[Dataset entries]
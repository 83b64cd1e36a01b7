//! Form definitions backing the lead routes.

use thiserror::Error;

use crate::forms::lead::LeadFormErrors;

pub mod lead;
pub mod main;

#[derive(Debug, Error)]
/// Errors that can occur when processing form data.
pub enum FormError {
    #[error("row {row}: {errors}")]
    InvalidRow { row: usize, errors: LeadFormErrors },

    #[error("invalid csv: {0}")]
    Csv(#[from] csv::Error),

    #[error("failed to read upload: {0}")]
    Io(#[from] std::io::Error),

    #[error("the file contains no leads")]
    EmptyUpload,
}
--
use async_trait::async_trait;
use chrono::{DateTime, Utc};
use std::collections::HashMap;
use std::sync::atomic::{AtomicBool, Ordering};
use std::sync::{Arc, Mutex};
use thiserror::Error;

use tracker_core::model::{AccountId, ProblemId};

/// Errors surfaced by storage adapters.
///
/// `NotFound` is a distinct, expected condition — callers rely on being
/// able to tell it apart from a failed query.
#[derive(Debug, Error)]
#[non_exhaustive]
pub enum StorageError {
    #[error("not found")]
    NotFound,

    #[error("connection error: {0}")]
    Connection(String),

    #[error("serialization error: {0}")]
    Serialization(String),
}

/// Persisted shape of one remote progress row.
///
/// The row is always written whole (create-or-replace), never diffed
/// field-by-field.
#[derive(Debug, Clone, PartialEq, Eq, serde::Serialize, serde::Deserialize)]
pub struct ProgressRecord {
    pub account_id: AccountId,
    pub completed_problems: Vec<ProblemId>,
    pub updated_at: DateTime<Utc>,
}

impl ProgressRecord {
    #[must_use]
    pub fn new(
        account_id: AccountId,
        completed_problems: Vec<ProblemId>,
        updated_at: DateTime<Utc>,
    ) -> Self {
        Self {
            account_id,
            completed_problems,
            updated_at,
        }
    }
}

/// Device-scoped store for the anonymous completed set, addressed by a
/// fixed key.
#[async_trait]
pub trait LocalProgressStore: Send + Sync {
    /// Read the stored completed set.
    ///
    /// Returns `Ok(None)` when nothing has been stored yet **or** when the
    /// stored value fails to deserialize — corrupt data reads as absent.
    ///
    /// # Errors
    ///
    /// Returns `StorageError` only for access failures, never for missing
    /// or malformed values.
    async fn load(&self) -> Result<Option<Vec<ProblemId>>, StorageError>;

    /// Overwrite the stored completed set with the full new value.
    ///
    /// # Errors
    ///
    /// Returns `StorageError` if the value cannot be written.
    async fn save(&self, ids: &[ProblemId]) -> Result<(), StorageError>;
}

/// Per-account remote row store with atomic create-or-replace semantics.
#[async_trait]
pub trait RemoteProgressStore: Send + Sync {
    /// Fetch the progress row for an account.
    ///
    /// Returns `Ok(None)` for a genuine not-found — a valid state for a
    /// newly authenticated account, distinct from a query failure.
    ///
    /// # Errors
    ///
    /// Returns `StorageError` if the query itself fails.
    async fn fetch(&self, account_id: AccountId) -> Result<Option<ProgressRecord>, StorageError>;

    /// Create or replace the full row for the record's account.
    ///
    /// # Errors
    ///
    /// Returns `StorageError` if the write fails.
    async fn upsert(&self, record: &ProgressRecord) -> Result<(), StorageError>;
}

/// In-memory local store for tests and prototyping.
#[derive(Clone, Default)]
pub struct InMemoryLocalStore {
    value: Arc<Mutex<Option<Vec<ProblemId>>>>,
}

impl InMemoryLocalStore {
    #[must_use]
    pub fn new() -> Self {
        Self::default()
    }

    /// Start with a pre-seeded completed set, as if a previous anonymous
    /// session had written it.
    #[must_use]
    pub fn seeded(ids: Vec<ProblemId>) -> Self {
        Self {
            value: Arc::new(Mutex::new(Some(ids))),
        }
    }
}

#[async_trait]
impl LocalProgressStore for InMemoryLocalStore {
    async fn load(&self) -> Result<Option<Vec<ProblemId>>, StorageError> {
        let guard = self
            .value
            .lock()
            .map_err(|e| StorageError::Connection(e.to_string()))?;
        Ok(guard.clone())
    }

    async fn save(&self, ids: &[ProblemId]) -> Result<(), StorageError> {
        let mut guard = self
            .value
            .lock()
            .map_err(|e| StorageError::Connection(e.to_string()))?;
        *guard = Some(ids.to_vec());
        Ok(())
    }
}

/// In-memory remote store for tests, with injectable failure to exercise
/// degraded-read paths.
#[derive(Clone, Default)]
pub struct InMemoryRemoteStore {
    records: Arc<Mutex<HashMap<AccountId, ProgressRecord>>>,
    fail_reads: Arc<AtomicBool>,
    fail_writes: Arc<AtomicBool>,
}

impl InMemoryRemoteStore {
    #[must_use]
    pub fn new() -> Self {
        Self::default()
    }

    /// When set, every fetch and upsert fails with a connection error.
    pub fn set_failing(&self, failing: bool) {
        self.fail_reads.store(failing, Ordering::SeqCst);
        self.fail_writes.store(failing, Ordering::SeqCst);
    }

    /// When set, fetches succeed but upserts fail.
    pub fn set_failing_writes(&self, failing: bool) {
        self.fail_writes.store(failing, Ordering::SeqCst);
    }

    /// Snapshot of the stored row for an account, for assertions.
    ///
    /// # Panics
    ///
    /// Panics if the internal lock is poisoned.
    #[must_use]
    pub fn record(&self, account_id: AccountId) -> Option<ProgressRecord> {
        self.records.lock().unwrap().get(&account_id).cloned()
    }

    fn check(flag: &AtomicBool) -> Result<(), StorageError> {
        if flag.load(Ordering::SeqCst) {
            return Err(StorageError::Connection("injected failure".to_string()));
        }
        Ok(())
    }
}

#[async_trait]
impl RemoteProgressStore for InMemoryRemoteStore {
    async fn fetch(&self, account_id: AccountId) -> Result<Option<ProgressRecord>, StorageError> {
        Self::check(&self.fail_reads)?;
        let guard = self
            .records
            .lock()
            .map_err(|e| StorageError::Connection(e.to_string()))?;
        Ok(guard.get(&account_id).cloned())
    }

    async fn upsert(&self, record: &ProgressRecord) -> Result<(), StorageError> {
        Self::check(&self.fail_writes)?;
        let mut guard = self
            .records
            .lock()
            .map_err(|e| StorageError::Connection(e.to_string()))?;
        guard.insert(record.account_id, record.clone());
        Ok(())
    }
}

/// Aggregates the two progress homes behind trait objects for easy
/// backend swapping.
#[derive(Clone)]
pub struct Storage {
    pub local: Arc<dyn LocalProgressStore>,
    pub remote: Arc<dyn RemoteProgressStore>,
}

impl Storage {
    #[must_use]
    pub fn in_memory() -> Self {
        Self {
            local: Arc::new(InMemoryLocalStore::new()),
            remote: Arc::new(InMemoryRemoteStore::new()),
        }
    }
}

◆ Exercise brief:
Scan the data above for the word "RemoteProgressStore", then copy every line that holds it.

◆ Result of the exercise:
pub trait RemoteProgressStore: Send + Sync {
impl RemoteProgressStore for InMemoryRemoteStore {
    pub remote: Arc<dyn RemoteProgressStore>,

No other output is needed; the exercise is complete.